▸ **To do**
Your answer should consist of the lines in the listing that hold "when".

▸ **Source information**
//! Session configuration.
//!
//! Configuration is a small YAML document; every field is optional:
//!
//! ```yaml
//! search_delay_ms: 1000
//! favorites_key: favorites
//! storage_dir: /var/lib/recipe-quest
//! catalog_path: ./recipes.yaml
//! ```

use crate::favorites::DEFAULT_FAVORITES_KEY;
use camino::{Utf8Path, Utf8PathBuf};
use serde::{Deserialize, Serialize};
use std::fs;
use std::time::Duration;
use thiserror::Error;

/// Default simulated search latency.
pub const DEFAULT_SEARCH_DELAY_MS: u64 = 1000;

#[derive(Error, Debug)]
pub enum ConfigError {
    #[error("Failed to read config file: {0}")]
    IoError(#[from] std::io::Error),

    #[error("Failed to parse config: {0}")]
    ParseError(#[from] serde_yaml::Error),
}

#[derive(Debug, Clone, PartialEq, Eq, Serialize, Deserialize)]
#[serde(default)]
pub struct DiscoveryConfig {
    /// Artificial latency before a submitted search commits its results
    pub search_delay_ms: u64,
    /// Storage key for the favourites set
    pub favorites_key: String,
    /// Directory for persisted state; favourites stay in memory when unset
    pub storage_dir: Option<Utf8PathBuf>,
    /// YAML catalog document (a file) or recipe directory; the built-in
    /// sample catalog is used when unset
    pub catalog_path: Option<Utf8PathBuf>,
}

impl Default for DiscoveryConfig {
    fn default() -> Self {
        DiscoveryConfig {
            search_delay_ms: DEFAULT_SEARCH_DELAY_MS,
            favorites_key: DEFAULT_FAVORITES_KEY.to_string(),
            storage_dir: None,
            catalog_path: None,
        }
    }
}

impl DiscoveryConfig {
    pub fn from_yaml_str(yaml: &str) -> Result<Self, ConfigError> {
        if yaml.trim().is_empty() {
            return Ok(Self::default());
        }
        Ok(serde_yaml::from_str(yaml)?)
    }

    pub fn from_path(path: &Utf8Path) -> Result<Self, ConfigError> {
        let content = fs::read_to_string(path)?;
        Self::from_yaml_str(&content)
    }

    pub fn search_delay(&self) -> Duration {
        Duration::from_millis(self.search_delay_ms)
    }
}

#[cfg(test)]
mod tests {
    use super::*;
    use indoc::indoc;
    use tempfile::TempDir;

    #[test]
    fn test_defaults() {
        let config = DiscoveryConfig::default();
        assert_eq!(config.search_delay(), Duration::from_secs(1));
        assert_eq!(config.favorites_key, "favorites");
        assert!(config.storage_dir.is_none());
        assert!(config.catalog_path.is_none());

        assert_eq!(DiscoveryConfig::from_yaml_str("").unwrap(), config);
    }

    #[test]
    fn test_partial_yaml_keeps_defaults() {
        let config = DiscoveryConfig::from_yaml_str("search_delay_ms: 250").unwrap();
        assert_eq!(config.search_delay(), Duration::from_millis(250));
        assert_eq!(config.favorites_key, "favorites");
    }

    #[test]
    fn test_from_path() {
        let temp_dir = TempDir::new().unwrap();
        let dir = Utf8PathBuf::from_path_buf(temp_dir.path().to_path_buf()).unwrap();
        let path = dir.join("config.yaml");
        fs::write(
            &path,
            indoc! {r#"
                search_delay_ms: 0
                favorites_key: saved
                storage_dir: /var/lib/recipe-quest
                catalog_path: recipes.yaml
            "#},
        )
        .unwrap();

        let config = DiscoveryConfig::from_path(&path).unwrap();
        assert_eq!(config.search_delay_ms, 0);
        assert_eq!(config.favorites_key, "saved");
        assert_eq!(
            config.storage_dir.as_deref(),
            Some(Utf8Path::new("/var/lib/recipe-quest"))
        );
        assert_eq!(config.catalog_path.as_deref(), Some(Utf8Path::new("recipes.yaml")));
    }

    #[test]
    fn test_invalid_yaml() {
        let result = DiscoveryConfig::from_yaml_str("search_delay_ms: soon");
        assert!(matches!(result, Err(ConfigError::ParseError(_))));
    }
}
* * *
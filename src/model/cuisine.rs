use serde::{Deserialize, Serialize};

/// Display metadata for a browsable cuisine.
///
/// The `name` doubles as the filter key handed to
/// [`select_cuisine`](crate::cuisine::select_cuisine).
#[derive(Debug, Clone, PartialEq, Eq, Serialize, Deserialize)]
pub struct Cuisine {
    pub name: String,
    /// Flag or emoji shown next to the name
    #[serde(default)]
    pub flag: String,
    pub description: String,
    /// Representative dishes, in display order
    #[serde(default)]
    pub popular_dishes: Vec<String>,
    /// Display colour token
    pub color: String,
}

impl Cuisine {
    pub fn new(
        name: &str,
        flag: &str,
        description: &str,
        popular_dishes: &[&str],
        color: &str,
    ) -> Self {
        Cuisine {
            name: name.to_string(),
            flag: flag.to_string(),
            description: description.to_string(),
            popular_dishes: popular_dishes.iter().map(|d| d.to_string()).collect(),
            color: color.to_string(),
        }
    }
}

▸ **Response**
    /// Directory for persisted state; favourites stay in memory when unset
    /// sample catalog is used when unset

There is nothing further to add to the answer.